/x in patterns now includes all \p{PatWS}

This brings Perl regular expressions more into conformance with Unicode. /x now accepts 5 additional characters as white space. Use of these characters as literals under /x has been deprecated since 5.18, so now we are free to change what they mean. This commit eliminates the static function that processes the old whitespace definition (and a generated macro that was used only for this), using the already existing one for the new definition.
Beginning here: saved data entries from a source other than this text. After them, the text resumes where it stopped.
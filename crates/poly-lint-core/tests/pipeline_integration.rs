//! End-to-end pipeline tests against real files on disk.

use poly_lint_core::{
    lint, Applicability, InputGroup, LintError, Pipeline, RuleEntry, RuleValue,
};
use serde_json::json;
use std::fs;
use std::path::Path;
use tempfile::TempDir;

fn catalog() -> Vec<RuleEntry> {
    vec![RuleEntry::new(
        "Stylistic Issues",
        Applicability::both(5),
        vec![
            ("eol-last", RuleValue::Error),
            ("quotes", RuleValue::ErrorWith(vec![json!("single")])),
            ("no-tabs", RuleValue::Error),
        ],
    )]
}

fn write(dir: &Path, name: &str, content: &str) -> String {
    let path = dir.join(name);
    fs::write(&path, content).expect("write fixture");
    path.to_string_lossy().into_owned()
}

#[test]
fn clean_file_passes() {
    let dir = TempDir::new().expect("tempdir");
    let path = write(dir.path(), "clean.js", "'use strict';\n");
    let catalog = catalog();
    let verdict = Pipeline::new(&catalog)
        .run(&[InputGroup::new([path])])
        .expect("run");
    assert!(verdict.ok);
    assert!(verdict.report.is_none());
}

#[test]
fn missing_newline_is_one_error() {
    let dir = TempDir::new().expect("tempdir");
    let path = write(dir.path(), "one.js", "'use strict';");
    let catalog = catalog();
    let results = Pipeline::new(&catalog)
        .execute(&[InputGroup::new([path])])
        .expect("execute");
    assert_eq!(results.len(), 1);
    assert_eq!(results[0].error_count, 1);
}

#[test]
fn wrong_quotes_add_a_second_error() {
    let dir = TempDir::new().expect("tempdir");
    let path = write(dir.path(), "two.js", "\"use strict\";");
    let catalog = catalog();
    let results = Pipeline::new(&catalog)
        .execute(&[InputGroup::new([path])])
        .expect("execute");
    assert_eq!(results[0].error_count, 2);
}

#[test]
fn errors_sum_across_groups() {
    let dir = TempDir::new().expect("tempdir");
    let first = write(dir.path(), "g1.js", "'use strict';");
    let second = write(dir.path(), "g2.js", "'use strict';");
    let catalog = catalog();
    let error = lint(
        &catalog,
        &[InputGroup::new([first]), InputGroup::new([second])],
    )
    .expect_err("two errors across groups");
    assert_eq!(error.to_string(), "Failed with 2 errors");
    assert!(matches!(error, LintError::Failed { errors: 2 }));
}

#[test]
fn fix_writes_back_and_run_succeeds() {
    let dir = TempDir::new().expect("tempdir");
    let path = write(dir.path(), "fixme.js", "'use strict';");
    let catalog = catalog();
    let verdict = Pipeline::new(&catalog)
        .run(&[InputGroup::new([path.clone()]).fix(true)])
        .expect("run");
    assert!(verdict.ok);
    let persisted = fs::read_to_string(&path).expect("read back");
    assert_eq!(persisted, "'use strict';\n");
}

#[test]
fn unsupported_extension_warns_without_failing() {
    let dir = TempDir::new().expect("tempdir");
    let path = write(dir.path(), "notes.txt", "");
    let catalog = catalog();
    let results = Pipeline::new(&catalog)
        .execute(&[InputGroup::new([path])])
        .expect("execute");
    assert_eq!(results.len(), 1);
    assert_eq!(results[0].error_count, 0);
    assert_eq!(results[0].warning_count, 1);
    let verdict = poly_lint_core::report::aggregate(&results);
    assert!(verdict.ok, "warnings alone never fail the run");
}

#[test]
fn glob_pattern_expands_per_group() {
    let dir = TempDir::new().expect("tempdir");
    write(dir.path(), "a.js", "'a';\n");
    write(dir.path(), "b.js", "'b';\n");
    let pattern = dir.path().join("*.js").to_string_lossy().into_owned();
    let catalog = catalog();
    let verdict = Pipeline::new(&catalog)
        .run(&[InputGroup::new([pattern])])
        .expect("run");
    assert!(verdict.ok);
}

#[test]
fn scenario_and_script_route_in_one_group() {
    let dir = TempDir::new().expect("tempdir");
    let script = write(dir.path(), "ok.js", "'use strict';\n");
    let feature = write(dir.path(), "bad.feature", "!\n");
    let catalog = catalog();
    let results = Pipeline::new(&catalog)
        .execute(&[InputGroup::new([script, feature])])
        .expect("execute");
    // Only the scenario file produced a result.
    assert_eq!(results.len(), 1);
    assert_eq!(results[0].error_count, 1);
}

#[test]
fn one_unreadable_file_does_not_abort_the_batch() {
    let dir = TempDir::new().expect("tempdir");
    // A directory with a lintable extension: matched by the glob, but
    // reading it as a file fails.
    fs::create_dir(dir.path().join("trap.js")).expect("mkdir");
    write(dir.path(), "good.js", "'use strict';");
    let pattern = dir.path().join("*.js").to_string_lossy().into_owned();
    let catalog = catalog();
    let results = Pipeline::new(&catalog)
        .execute(&[InputGroup::new([pattern])])
        .expect("execute");
    assert_eq!(results.len(), 2, "both files produced results");
    let good = results
        .iter()
        .find(|r| r.file_path.ends_with("good.js"))
        .expect("good.js reported");
    assert_eq!(good.error_count, 1);
    let trap = results
        .iter()
        .find(|r| r.file_path.ends_with("trap.js"))
        .expect("trap.js reported");
    assert_eq!(trap.error_count, 1);
    assert!(trap.messages[0].message.contains("Unable to read file"));
}

#[test]
fn overrides_apply_through_the_pipeline() {
    let dir = TempDir::new().expect("tempdir");
    let path = write(dir.path(), "loose.js", "'use strict';");
    let catalog = catalog();
    let group = InputGroup::new([path]).rule("eol-last", RuleValue::Off);
    let verdict = Pipeline::new(&catalog).run(&[group]).expect("run");
    assert!(verdict.ok);
}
It refactors slightly the static function that skips comments to mesh better with the needs of its callers, and calls it in one place where before the code was essentially duplicated. p5p discussion starting in http://nntp.perl.org/group/perl.perl5.porters/214726 convinced me that the (?[ ]) comments should be terminated the same way as regular /x comments, and this was also done in this commit. No prior notice is necessary as this is an experimental feature.
author: Karl Williamson <khw@cpan.org> 2014-04-27 10:26:58 -0600
committer: Karl Williamson <khw@cpan.org> 2014-05-30 10:24:27 -0600
commit: 8373491aaf51cff82a66edde8d9909cbb51f03e9 (patch)
tree: 6bd73f80b478f019e49c8c4d831e5ae3869f7d53 /regcomp.c
parent: df758df2cf990debef5a719b684d8f2689a0bdcb (diff)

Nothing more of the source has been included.